When wedge and mallet are at work, preparing my provision of firewood under the grey sky that heralds winter, a favourite relaxation creates a welcome break in my daily output of prose. By my express orders, the woodman has selected the oldest and most ravaged trunks in his stack. My tastes bring a smile to his lips; he wonders by what whimsy I prefer wood that is worm-eaten--chirouna, as he calls it--to sound wood which burns so much better. I have my views on the subject; and the worthy man submits to them.

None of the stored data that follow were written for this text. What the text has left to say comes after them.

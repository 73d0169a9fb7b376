//! Plaintext keychain for devices without a working key provider.
//!
//! Text values are stored verbatim and byte values as Base64 in the
//! platform default (76-column, line-wrapped) form. This is the layout the
//! legacy import reads back, so a namespace written here can later be moved
//! to encrypted storage without loss.

use sealbox_prefs::{PreferenceStore, Preferences};

use crate::encoding;
use crate::error::{KeychainError, Result};
use crate::keychain::Keychain;
use crate::lock::NamespaceLock;
use crate::reserved::{is_reserved_key, require_not_reserved};

/// Keychain that stores values without encryption.
#[derive(Debug)]
pub struct LegacyKeychain {
    identifier: String,
    prefs: Preferences,
    lock: NamespaceLock,
}

impl LegacyKeychain {
    /// Open the namespace `identifier` of `store`.
    ///
    /// Like [`EncryptedKeychain::new`](super::EncryptedKeychain::new), the
    /// handle gets a private lock until [`with_lock`](Self::with_lock) hands
    /// it a shared one.
    pub fn new(store: &PreferenceStore, identifier: &str) -> Result<Self> {
        if identifier.is_empty() {
            return Err(KeychainError::InvalidIdentifier(identifier.to_string()));
        }
        Ok(Self {
            identifier: identifier.to_string(),
            prefs: store.namespace(identifier)?,
            lock: NamespaceLock::default(),
        })
    }

    /// Serialise on `lock` instead of a private one.
    pub fn with_lock(mut self, lock: NamespaceLock) -> Self {
        self.lock = lock;
        self
    }

    /// Lock that serialises operations of this handle.
    pub fn lock(&self) -> &NamespaceLock {
        &self.lock
    }

    /// Raw preferences of the namespace.
    pub fn preferences(&self) -> &Preferences {
        &self.prefs
    }

    fn read_bytes_locked(&self, key: &str) -> Result<Option<Vec<u8>>> {
        Ok(self
            .prefs
            .get_text(key)?
            .and_then(|text| encoding::decode_lenient(&text)))
    }

    fn write_locked(&self, key: &str, stored: &str) -> Result<()> {
        self.prefs.edit().put_text(key, stored).apply()?;
        Ok(())
    }
}

impl Keychain for LegacyKeychain {
    fn identifier(&self) -> &str {
        &self.identifier
    }

    fn is_encrypted(&self) -> bool {
        false
    }

    fn contains(&self, key: &str) -> Result<bool> {
        require_not_reserved(key)?;
        let _guard = self.lock.acquire()?;
        Ok(self.read_bytes_locked(key)?.is_some())
    }

    fn get_bytes(&self, key: &str) -> Result<Option<Vec<u8>>> {
        require_not_reserved(key)?;
        let _guard = self.lock.acquire()?;
        self.read_bytes_locked(key)
    }

    fn put_bytes(&self, key: &str, value: &[u8]) -> Result<()> {
        require_not_reserved(key)?;
        let _guard = self.lock.acquire()?;
        self.write_locked(key, &encoding::encode_wrapped(value))
    }

    /// Text is returned exactly as stored.
    fn get_text(&self, key: &str) -> Result<Option<String>> {
        require_not_reserved(key)?;
        let _guard = self.lock.acquire()?;
        Ok(self.prefs.get_text(key)?)
    }

    fn put_text(&self, key: &str, text: &str) -> Result<()> {
        require_not_reserved(key)?;
        let _guard = self.lock.acquire()?;
        self.write_locked(key, text)
    }

    fn remove(&self, key: &str) -> Result<()> {
        require_not_reserved(key)?;
        let _guard = self.lock.acquire()?;
        self.prefs.edit().remove(key).apply()?;
        Ok(())
    }

    fn remove_all(&self) -> Result<()> {
        let _guard = self.lock.acquire()?;
        self.prefs.edit().clear().apply()?;
        Ok(())
    }

    fn keys(&self) -> Result<Vec<String>> {
        let _guard = self.lock.acquire()?;
        Ok(self
            .prefs
            .get_all()?
            .into_keys()
            .filter(|key| !is_reserved_key(key))
            .collect())
    }
}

And now to us two, O my fine oak-trunk seamed with scars, gashed with wounds whence trickle the brown drops smelling of the tan-yard. The mallet drives home, the wedges bite, the wood splits. What do your flanks contain? Real treasures for my studies. In the dry and hollow parts, groups of various insects, capable of living through the bad season of the year, have taken up their winter quarters: in the low-roofed galleries, galleries which some Buprestis-beetle has built, Osmia-bees, working their paste of masticated leaves, have piled their cells, one above the other; in the deserted chambers and vestibules, Megachiles (2) have arranged their leafy jars; in the live wood, filled with juicy saps, the larvae of the Capricorn (Cerambyx miles), the chief author of the oak's undoing, have set up their home.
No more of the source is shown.